A gene expression profile of stem cell pluripotentiality and differentiation is conserved across diverse solid and hematopoietic cancers.



Understanding the fundamental mechanisms of tumorigenesis remains one of the most pressing problems in modern biology. To this end, stem-like cells with tumor-initiating potential have become a central focus in cancer research. While the cancer stem cell hypothesis presents a compelling model of self-renewal and partial differentiation, the relationship between tumor cells and normal stem cells remains unclear.

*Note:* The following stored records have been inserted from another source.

//! Cooperative cancellation. The flag is raised at once, but a running job only
//! notices it between two rows, files or recipients; whatever it finished before
//! that point is kept.

use crate::job_controller::state::JobsState;
use crate::session::SessionsState;
use actix_web::{web, HttpResponse, Responder, ResponseError};
use log::info;

/// `POST /api/sessions/{session_id}/cancel`
///
/// Responds with the job that was asked to stop, if one was running.
pub(crate) async fn process(
    session_id: web::Path<String>,
    sessions: web::Data<SessionsState>,
    jobs: web::Data<JobsState>,
) -> impl Responder {
    let active = sessions
        .read(&session_id, |session| {
            session.cancel.cancel();
            Ok(session.active_job.clone())
        })
        .await;

    match active {
        Ok(active) => {
            let mut running = None;
            if let Some(job_id) = active {
                if jobs.is_running(&job_id).await {
                    info!("[session {}] cancelling job {}", session_id, job_id);
                    running = Some(job_id);
                }
            }
            HttpResponse::Ok().json(serde_json::json!({ "cancelled_job": running }))
        }
        Err(e) => e.error_response(),
    }
}
use regex::Regex;
use std::sync::LazyLock;

static EMAIL_RE: LazyLock<Regex> = LazyLock::new(|| {
    Regex::new(r"^[\w.-]+@[\w.-]+\.\w+$").unwrap_or_else(|e| panic!("email pattern: {e}"))
});

/// Loose syntactic check of an email address, surrounding whitespace ignored.
pub fn is_valid_email(address: &str) -> bool {
    EMAIL_RE.is_match(address.trim())
}

#[cfg(test)]
mod tests {
    use super::*;

    #[test]
    fn accepts_common_addresses() {
        for address in ["jane@example.com", "j.doe-99@mail.example.org", "  a_b@c.io "] {
            assert!(is_valid_email(address), "{address}");
        }
    }

    #[test]
    fn rejects_malformed_addresses() {
        for address in ["", "plain", "@example.com", "a@b", "a b@c.com", "a@b.c@d.com", "a@.com x"] {
            assert!(!is_valid_email(address), "{address}");
        }
    }
}
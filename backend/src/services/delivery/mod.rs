//! # Delivery Service Module
//!
//! Emailing of generated certificates, under `/api/sessions/{session_id}/delivery`.
//!
//! ## Workflow:
//!
//! 1. `PUT /credentials` stores the sender account in the session (memory only).
//! 2. `POST /test_connection` logs in once without sending anything.
//! 3. `POST /test_email` sends a sample certificate (every field filled with
//!    `Sample {field}`) to a single address.
//! 4. `POST /send_all` starts a job emailing every certificate not yet sent.
//! 5. `POST /retry` starts a job re-sending only the failed ones.
//! 6. `GET /` returns every delivery record, the per-status counts and the report
//!    of the last pass.
//!
//! SMTP calls block, so everything that talks to the server runs off the async
//! runtime.

mod credentials;
mod report;
mod retry;
mod send_all;
mod test_connection;
mod test_email;

use actix_web::web::{get, post, put, scope};
use actix_web::Scope;

const API_PATH: &str = "/api/sessions/{session_id}/delivery";

pub fn configure_routes() -> Scope {
    scope(API_PATH)
        .route("/credentials", put().to(credentials::process))
        .route("/test_connection", post().to(test_connection::process))
        .route("/test_email", post().to(test_email::process))
        .route("/send_all", post().to(send_all::process))
        .route("/retry", post().to(retry::process))
        .route("", get().to(report::process))
}
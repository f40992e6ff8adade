use crate::config::Config;
use crate::delivery::{DeliveryService, SmtpMailer};
use crate::error::SessionError;
use crate::session::SessionsState;
use actix_web::{web, HttpResponse, Responder, ResponseError};

/// `POST /api/sessions/{session_id}/delivery/test_connection`
///
/// 200 when the server accepted the login, 401 when it refused the credentials.
pub(crate) async fn process(
    session_id: web::Path<String>,
    sessions: web::Data<SessionsState>,
    config: web::Data<Config>,
) -> impl Responder {
    match test_connection(&session_id, &sessions, &config).await {
        Ok(()) => HttpResponse::Ok().json(serde_json::json!({ "connected": true })),
        Err(e) => e.error_response(),
    }
}

async fn test_connection(
    session_id: &str,
    sessions: &SessionsState,
    config: &Config,
) -> Result<(), SessionError> {
    let credentials = sessions
        .read(session_id, |session| session.require_credentials())
        .await?;
    let service = DeliveryService::new(SmtpMailer::new(config.smtp.clone()));

    web::block(move || service.test_connection(&credentials))
        .await??;
    Ok(())
}
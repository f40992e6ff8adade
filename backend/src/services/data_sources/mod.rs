//! Manages the participant dataset of a session.
//!
//! The provided routes are:
//! - `POST /api/sessions/{session_id}/dataset`: multipart upload (part `file`) of a
//!   `.csv` or `.xlsx` file. The file is parsed in full; the response lists the
//!   headers, the row count and the md5 fingerprint of the uploaded bytes, and tells
//!   whether the exact same file was already loaded.
//!
//! - `PUT /api/sessions/{session_id}/dataset/email_column`: selects the column holding
//!   recipient addresses (or clears it with `{"column": null}`). The response lists
//!   the rows whose address is missing or malformed; those rows still get a
//!   certificate but are not emailed.

use actix_web::web::{post, put, scope};
use actix_web::Scope;

mod email_column;
mod upload;

const API_PATH: &str = "/api/sessions/{session_id}/dataset";

/// Configures and returns the Actix scope for dataset routes.
pub fn configure_routes() -> Scope {
    scope(API_PATH)
        .route("", post().to(upload::process))
        .route("/email_column", put().to(email_column::process))
}
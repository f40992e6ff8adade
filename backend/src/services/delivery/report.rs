use crate::session::SessionsState;
use actix_web::{web, HttpResponse, Responder, ResponseError};

/// `GET /api/sessions/{session_id}/delivery`
pub(crate) async fn process(
    session_id: web::Path<String>,
    sessions: web::Data<SessionsState>,
) -> impl Responder {
    let result = sessions
        .read(&session_id, |session| {
            Ok(serde_json::json!({
                "records": session.deliveries.records(),
                "summary": session.deliveries.summary(),
                "last_report": session.last_report,
                "sender": session.credentials.as_ref().map(|c| c.address.clone()),
            }))
        })
        .await;

    match result {
        Ok(body) => HttpResponse::Ok().json(body),
        Err(e) => e.error_response(),
    }
}
//! JSON payloads accepted by the HTTP API.

use crate::model::field::Rgb;
use serde::{Deserialize, Serialize};

#[derive(Debug, Clone, Serialize, Deserialize)]
pub struct AddFieldRequest {
    pub field_name: String,
    #[serde(default)]
    pub font_size: Option<u32>,
    #[serde(default)]
    pub color: Option<Rgb>,
}

#[derive(Debug, Clone, Default, Serialize, Deserialize)]
pub struct EmailColumnRequest {
    /// `None` clears the email column.
    #[serde(default)]
    pub column: Option<String>,
}

#[derive(Debug, Clone, Default, Serialize, Deserialize)]
pub struct StartQrRequest {
    /// Overrides the configured validation base URL.
    #[serde(default)]
    pub base_url: Option<String>,
}

/// Sender credentials; held in memory for the lifetime of the session only.
#[derive(Clone, Serialize, Deserialize)]
pub struct CredentialsRequest {
    pub address: String,
    pub password: String,
}

impl std::fmt::Debug for CredentialsRequest {
    fn fmt(&self, f: &mut std::fmt::Formatter<'_>) -> std::fmt::Result {
        f.debug_struct("CredentialsRequest")
            .field("address", &self.address)
            .field("password", &"<redacted>")
            .finish()
    }
}

#[derive(Debug, Clone, Serialize, Deserialize)]
pub struct SendAllRequest {
    pub subject: String,
    pub body: String,
}

#[derive(Debug, Clone, Serialize, Deserialize)]
pub struct TestEmailRequest {
    pub recipient: String,
    pub subject: String,
    pub body: String,
}

/// Single certificate personalization: name and email text plus an optional photo.
#[derive(Debug, Clone, Default, Serialize, Deserialize)]
pub struct PersonalizeRequest {
    #[serde(default)]
    pub name: String,
    #[serde(default)]
    pub email: String,
    /// Base64 encoded PNG/JPEG.
    #[serde(default)]
    pub photo_base64: Option<String>,
    #[serde(default)]
    pub photo_x: Option<u32>,
    #[serde(default)]
    pub photo_y: Option<u32>,
}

We identify, in an unbiased fashion, mRNA transcription patterns associated with pluripotent stem cells. Using this profile, we derive a quantitative measure of stem cell-like gene expression activity. We show how this 189 gene signature stratifies a variety of stem cell, malignant and normal tissue samples by their relative plasticity and state of differentiation within Concordia, a diverse gene expression database consisting of 3,209 Affymetrix HGU133+ 2.0 microarray assays. Further, the orthologous murine signature correctly orders a time course of differentiating embryonic mouse stem cells. Finally, we demonstrate how this stem-like signature serves as a proxy for tumor grade in a variety of solid tumors, including brain, breast, lung and colon.

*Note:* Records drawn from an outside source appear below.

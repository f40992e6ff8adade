//! # Field Removal
//!
//! `DELETE /api/sessions/{session_id}/fields/{field_id}` drops one element from the
//! session's layout. The remaining elements keep their order and positions.
//!
//! Removing an id that is not in the layout changes nothing and is answered the same
//! way as a real removal, so a client may repeat the call safely.

use crate::session::SessionsState;
use actix_web::{web, HttpResponse, Responder, ResponseError};
use log::debug;

/// Removes a field element from the session's layout.
///
/// # Arguments
/// * `path` - `(session_id, field_id)` extracted from the URL.
/// * `sessions` - The shared session map.
///
/// # Returns
/// - `204 No Content` whether or not the field existed.
/// - `404 Not Found` if the session does not exist.
pub(crate) async fn process(
    path: web::Path<(String, String)>,
    sessions: web::Data<SessionsState>,
) -> impl Responder {
    let (session_id, field_id) = path.into_inner();
    let result = sessions
        .update(&session_id, |session| Ok(session.layout.remove_field(&field_id)))
        .await;

    match result {
        Ok(removed) => {
            if !removed {
                debug!("[session {}] field {} was not in the layout", session_id, field_id);
            }
            HttpResponse::NoContent().finish()
        }
        Err(e) => e.error_response(),
    }
}
use chrono::{DateTime, Utc};
use serde::{Deserialize, Serialize};

use super::shared::{Pagination, is_valid_email, validate_len};
use crate::error::AppError;

#[derive(Deserialize, utoipa::ToSchema)]
pub struct CreateContactRequest {
    pub name: String,
    pub email: String,
    pub subject: String,
    pub message: String,
}

pub fn validate_create_contact(req: &CreateContactRequest) -> Result<(), AppError> {
    validate_len("Name", &req.name, 2, 100)?;
    if !is_valid_email(req.email.trim()) {
        return Err(AppError::Validation("Invalid email".into()));
    }
    validate_len("Subject", &req.subject, 5, 200)?;
    validate_len("Message", &req.message, 10, 2000)?;
    Ok(())
}

#[derive(Serialize, Deserialize, utoipa::ToSchema)]
pub struct ContactResponse {
    pub id: i32,
    pub name: String,
    pub email: String,
    pub subject: String,
    pub message: String,
    pub created_at: DateTime<Utc>,
}

impl From<crate::entity::contact_message::Model> for ContactResponse {
    fn from(m: crate::entity::contact_message::Model) -> Self {
        Self {
            id: m.id,
            name: m.name,
            email: m.email,
            subject: m.subject,
            message: m.message,
            created_at: m.created_at,
        }
    }
}

#[derive(Deserialize, utoipa::IntoParams)]
#[into_params(parameter_in = Query)]
pub struct ContactListQuery {
    pub page: Option<u64>,
    pub per_page: Option<u64>,
}

#[derive(Serialize, Deserialize, utoipa::ToSchema)]
pub struct ContactListResponse {
    pub data: Vec<ContactResponse>,
    pub pagination: Pagination,
}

This core stemness gene expression signature represents a quantitative measure of stem cell-associated transcriptional activity. Broadly, the intensity of this signature correlates to the relative level of plasticity and differentiation across all of the human tissues analyzed. The fact that the intensity of this signature is also capable of differentiating histological grade for a variety of human malignancies suggests potential therapeutic and diagnostic implications.